快感原則の彼岸

 すげー長く書いたので行為論に参入しましたが、3/21の記録です。


 確変に入る、という言葉があって、これはみなさんなんとなくはお分かりでしょうが真剣に多少説明が必要だと思うので説明いたしますと、ぱちんこという遊びでは、通常は「ヘソ」と呼ばれるぱちんこ機中央の入賞口、まあ穴なんですが、そこにぱちんこ玉を入れることを目指します。この入賞口にはあまり玉が入りませんし、入ったところで低確率でしか当たらないわけですが、ここで当たった時の一部(基本的には)で、大当たり消化後に大当たり確率が変動することがあるわけです。それで「確」率「変」動の頭文字を取って確変。


 多くのぱちんこというのはこの確変状態を目指す遊戯でありまして、たとえばCR涼宮ハルヒの憂鬱なんかですと、ライトミドル機では通常の大当たり確率は1/239(実質。
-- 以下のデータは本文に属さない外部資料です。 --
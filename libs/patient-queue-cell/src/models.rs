use chrono::{DateTime, Utc};
use serde::{Deserialize, Serialize};
use uuid::Uuid;

use shared_config::AppConfig;

#[derive(Debug, Clone, Serialize, Deserialize, PartialEq)]
pub struct QueueEntry {
    pub id: Uuid,
    pub doctor_id: Uuid,
    pub patient_id: Uuid,
    pub source_appointment_id: Option<Uuid>,
    /// 1-based rank among waiting entries; 0 once the entry leaves the waiting set.
    pub position: u32,
    pub status: QueueStatus,
    pub urgency_tier: UrgencyTier,
    pub priority_score: i64,
    pub pain_level: Option<u8>,
    pub patient_age: Option<u32>,
    pub checked_in_at: DateTime<Utc>,
    pub called_at: Option<DateTime<Utc>>,
    pub completed_at: Option<DateTime<Utc>>,
    pub estimated_wait_minutes: u32,
}

#[derive(Debug, Clone, Copy, Serialize, Deserialize, PartialEq, Eq, Hash)]
#[serde(rename_all = "snake_case")]
pub enum QueueStatus {
    Waiting,
    InConsultation,
    Completed,
    Skipped,
}

impl QueueStatus {
    pub fn is_terminal(&self) -> bool {
        matches!(self, QueueStatus::Completed | QueueStatus::Skipped)
    }

    pub fn is_active(&self) -> bool {
        !self.is_terminal()
    }

    pub fn can_transition_to(&self, target: &QueueStatus) -> bool {
        use QueueStatus::*;
        match (self, target) {
            (Waiting, InConsultation) => true,
            (Waiting, Skipped) => true,
            (InConsultation, Completed) => true,
            (InConsultation, Skipped) => true,
            (from, to) if from == to => !from.is_terminal(),
            _ => false,
        }
    }
}

/// Coarse urgency class fixed when the entry is admitted. Only decides the
/// insertion slot; later ordering comes from the priority score.
#[derive(Debug, Clone, Copy, Serialize, Deserialize, PartialEq, Eq, Hash)]
#[serde(rename_all = "snake_case")]
pub enum UrgencyTier {
    Emergency,
    Elevated,
    Routine,
}

impl UrgencyTier {
    /// Maps the urgency labels used by appointments and triage results.
    /// Unknown labels degrade to `Routine`.
    pub fn from_urgency_label(label: &str) -> Self {
        match label.trim().to_lowercase().as_str() {
            "emergency" | "critical" => UrgencyTier::Emergency,
            "high" | "elevated" | "urgent" => UrgencyTier::Elevated,
            _ => UrgencyTier::Routine,
        }
    }

    pub fn is_emergency(&self) -> bool {
        matches!(self, UrgencyTier::Emergency)
    }

    pub fn name(&self) -> &'static str {
        match self {
            UrgencyTier::Emergency => "emergency",
            UrgencyTier::Elevated => "elevated",
            UrgencyTier::Routine => "routine",
        }
    }
}

/// Per-doctor call-next state.
#[derive(Debug, Clone, Copy, Serialize, Deserialize, PartialEq, Eq)]
#[serde(rename_all = "snake_case")]
pub enum ConsultationState {
    Idle,
    Consulting,
}

#[derive(Debug, Clone, Serialize, Deserialize)]
pub struct AddToQueueRequest {
    pub doctor_id: Uuid,
    pub patient_id: Uuid,
    pub source_appointment_id: Option<Uuid>,
    pub urgency_tier: UrgencyTier,
    pub pain_level: Option<u8>,
    pub patient_age: Option<u32>,
}

#[derive(Debug, Clone, Serialize, Deserialize, PartialEq)]
pub struct QueueAdmission {
    pub entry_id: Uuid,
    pub position: u32,
    pub estimated_wait_minutes: u32,
}

/// Partial update applied through the store. `None` leaves a field untouched.
#[derive(Debug, Clone, Default)]
pub struct QueueEntryPatch {
    pub position: Option<u32>,
    pub status: Option<QueueStatus>,
    pub priority_score: Option<i64>,
    pub estimated_wait_minutes: Option<u32>,
    pub called_at: Option<DateTime<Utc>>,
    pub completed_at: Option<DateTime<Utc>>,
}

#[derive(Debug, Clone, Serialize, Deserialize, PartialEq)]
pub struct DoctorQueueSnapshot {
    pub doctor_id: Uuid,
    pub entries: Vec<QueueEntry>,
}

#[derive(Debug, Clone, Serialize, Deserialize)]
pub struct DoctorProfile {
    pub doctor_id: Uuid,
    pub avg_consultation_minutes: u32,
}

/// Published to the broadcast sink after every successful mutation.
#[derive(Debug, Clone, Serialize, Deserialize, PartialEq)]
#[serde(tag = "type", rename_all = "snake_case")]
pub enum QueueEvent {
    QueueUpdate {
        doctor_id: Uuid,
        entries: Vec<QueueEntry>,
        timestamp: DateTime<Utc>,
    },
    Emergency {
        doctor_id: Uuid,
        entry_id: Uuid,
        patient_id: Uuid,
        timestamp: DateTime<Utc>,
    },
    PatientCalled {
        doctor_id: Uuid,
        entry: QueueEntry,
        timestamp: DateTime<Utc>,
    },
}

impl QueueEvent {
    pub fn doctor_id(&self) -> Uuid {
        match self {
            QueueEvent::QueueUpdate { doctor_id, .. }
            | QueueEvent::Emergency { doctor_id, .. }
            | QueueEvent::PatientCalled { doctor_id, .. } => *doctor_id,
        }
    }

    pub fn kind(&self) -> &'static str {
        match self {
            QueueEvent::QueueUpdate { .. } => "queue_update",
            QueueEvent::Emergency { .. } => "emergency",
            QueueEvent::PatientCalled { .. } => "patient_called",
        }
    }
}

#[derive(Debug, Clone)]
pub struct QueueEngineConfig {
    pub default_avg_consultation_minutes: u32,
    pub rebalance_on_insert: bool,
}

impl Default for QueueEngineConfig {
    fn default() -> Self {
        Self {
            default_avg_consultation_minutes: 15,
            rebalance_on_insert: true,
        }
    }
}

impl From<&AppConfig> for QueueEngineConfig {
    fn from(config: &AppConfig) -> Self {
        let defaults = Self::default();
        Self {
            default_avg_consultation_minutes: if config.default_avg_consultation_minutes > 0 {
                config.default_avg_consultation_minutes
            } else {
                defaults.default_avg_consultation_minutes
            },
            rebalance_on_insert: config.rebalance_on_insert,
        }
    }
}

#[derive(Debug, Clone)]
pub struct RebalanceWorkerConfig {
    pub worker_id: String,
    pub interval_seconds: u64,
    pub finished_retention_minutes: i64,
}

impl Default for RebalanceWorkerConfig {
    fn default() -> Self {
        Self {
            worker_id: format!("rebalancer-{}", Uuid::new_v4()),
            interval_seconds: 60,
            finished_retention_minutes: 720,
        }
    }
}

impl From<&AppConfig> for RebalanceWorkerConfig {
    fn from(config: &AppConfig) -> Self {
        Self {
            interval_seconds: config.rebalance_interval_seconds.max(1),
            finished_retention_minutes: config.finished_retention_minutes.max(0),
            ..Self::default()
        }
    }
}

// HTTP request bodies

#[derive(Debug, Clone, Deserialize)]
pub struct WalkInRequest {
    pub doctor_id: Uuid,
    pub patient_id: Uuid,
    pub source_appointment_id: Option<Uuid>,
    pub manual_urgency: Option<String>,
    pub symptoms: Option<String>,
    pub pain_level: Option<u8>,
    pub patient_age: Option<u32>,
}

#[derive(Debug, Clone, Deserialize)]
pub struct EmergencyRequest {
    pub doctor_id: Uuid,
    pub patient_id: Uuid,
    pub source_appointment_id: Option<Uuid>,
    pub pain_level: Option<u8>,
    pub patient_age: Option<u32>,
}

#[derive(Debug, Clone, Deserialize)]
pub struct CheckInRequest {
    pub appointment_id: Uuid,
    pub doctor_id: Uuid,
    pub patient_id: Uuid,
    pub urgency_level: Option<String>,
    pub pain_level: Option<u8>,
    pub patient_age: Option<u32>,
}

#[derive(Debug, Clone, Deserialize)]
pub struct ReorderRequest {
    pub doctor_id: Uuid,
    pub order: Vec<Uuid>,
}

#[derive(Debug, Clone, Deserialize)]
pub struct DoctorQueueRequest {
    pub doctor_id: Uuid,
}

#[derive(Debug, Clone, Deserialize, Default)]
pub struct RebalanceRequest {
    pub doctor_id: Option<Uuid>,
}

#[derive(Debug, Clone, Deserialize, Default)]
pub struct QueueQuery {
    pub doctor_id: Option<Uuid>,
}

#[derive(Debug, Clone, Deserialize)]
pub struct UpsertDoctorRequest {
    pub avg_consultation_minutes: u32,
}
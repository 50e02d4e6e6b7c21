use axum::{
    http::StatusCode,
    response::{IntoResponse, Response},
    Json,
};
use serde_json::json;
use thiserror::Error;

/// Error envelope returned by every HTTP surface in the workspace.
#[derive(Error, Debug)]
pub enum AppError {
    #[error("Not Found: {0}")]
    NotFound(String),

    #[error("Validation error: {0}")]
    ValidationError(String),

    #[error("Conflict: {0}")]
    Conflict(String),

    #[error("Internal Server Error: {0}")]
    Internal(String),

    #[error("Service unavailable: {0}")]
    ServiceUnavailable(String),
}

impl AppError {
    pub fn status_code(&self) -> StatusCode {
        match self {
            AppError::NotFound(_) => StatusCode::NOT_FOUND,
            AppError::ValidationError(_) => StatusCode::BAD_REQUEST,
            AppError::Conflict(_) => StatusCode::CONFLICT,
            AppError::Internal(_) => StatusCode::INTERNAL_SERVER_ERROR,
            AppError::ServiceUnavailable(_) => StatusCode::SERVICE_UNAVAILABLE,
        }
    }

    fn message(&self) -> &str {
        match self {
            AppError::NotFound(msg)
            | AppError::ValidationError(msg)
            | AppError::Conflict(msg)
            | AppError::Internal(msg)
            | AppError::ServiceUnavailable(msg) => msg,
        }
    }
}

impl IntoResponse for AppError {
    fn into_response(self) -> Response {
        let status = self.status_code();
        let message = self.message().to_string();

        if status.is_server_error() {
            tracing::error!("Error: {}: {}", status, message);
        } else {
            tracing::debug!("Request rejected: {}: {}", status, message);
        }

        let body = Json(json!({
            "success": false,
            "error": message
        }));

        (status, body).into_response()
    }
}
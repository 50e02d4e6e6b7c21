use std::sync::Arc;

use axum::{
    Router,
    routing::get,
};

use patient_queue_cell::{create_patient_queue_router, QueueState};

pub fn create_router(state: Arc<QueueState>) -> Router {
    Router::new()
        .route("/", get(|| async { "Clinic queue API is running!" }))
        .nest("/queue", create_patient_queue_router(state))
}
use chrono::{DateTime, Utc};
use tracing::{debug, warn};
use uuid::Uuid;

use crate::{ConsultationState, DoctorQueue, QueueEntry, QueueEntryPatch, QueueError, QueueStatus};

#[derive(Debug, Clone, Default)]
pub struct CallNextOutcome {
    pub completed: Vec<QueueEntry>,
    pub called: Option<QueueEntry>,
}

impl CallNextOutcome {
    pub fn changed(&self) -> bool {
        !self.completed.is_empty() || self.called.is_some()
    }
}

pub fn consultation_state(queue: &DoctorQueue) -> ConsultationState {
    if queue.has_consultation() {
        ConsultationState::Consulting
    } else {
        ConsultationState::Idle
    }
}

/// Completes whoever is being seen, promotes the head of the waiting list into
/// consultation and closes the gap it leaves.
pub fn call_next(queue: &mut DoctorQueue, now: DateTime<Utc>) -> Result<CallNextOutcome, QueueError> {
    let mut outcome = CallNextOutcome::default();

    let consulting: Vec<Uuid> = queue.in_consultation().iter().map(|e| e.id).collect();
    if consulting.len() > 1 {
        warn!(
            "Doctor {} had {} entries in consultation; completing all of them",
            queue.doctor_id(),
            consulting.len()
        );
    }
    for id in consulting {
        let completed = queue.update(
            id,
            QueueEntryPatch {
                status: Some(QueueStatus::Completed),
                position: Some(0),
                estimated_wait_minutes: Some(0),
                completed_at: Some(now),
                ..Default::default()
            },
        )?;
        debug!("Completed consultation {} for doctor {}", id, completed.doctor_id);
        outcome.completed.push(completed.clone());
    }

    let head = queue.waiting().into_iter().next();
    if let Some(head) = head {
        let head_position = head.position;
        let called = queue
            .update(
                head.id,
                QueueEntryPatch {
                    status: Some(QueueStatus::InConsultation),
                    position: Some(0),
                    estimated_wait_minutes: Some(0),
                    called_at: Some(now),
                    ..Default::default()
                },
            )?
            .clone();
        queue.shift_waiting_from(head_position + 1, -1);
        debug!("Called entry {} for doctor {}", called.id, called.doctor_id);
        outcome.called = Some(called);
    }

    Ok(outcome)
}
小当たりの1/4のV入賞を含む)でありますが、「確変」状態に入るとなんと1/4 になるわけですね(確変継続率は75 %)。


 正確に言うとCR涼宮ハルヒの憂鬱は、電チュー入賞時に1/1でV入賞口に繋がるゲージの入り口が開き、そこのゲージにあるベロみたいなやつの開放タイミングがV入賞口の開放タイミングと一致すると入賞する仕組みになっているわけですが、まあとにかく高確率で当たるわけです。このスペックが大好きで涼宮ハルヒの憂鬱にハマったと言っても過言ではないのですが、まあ他の台も基本的にヘソ当たりよりは確率が優遇されているわけですね。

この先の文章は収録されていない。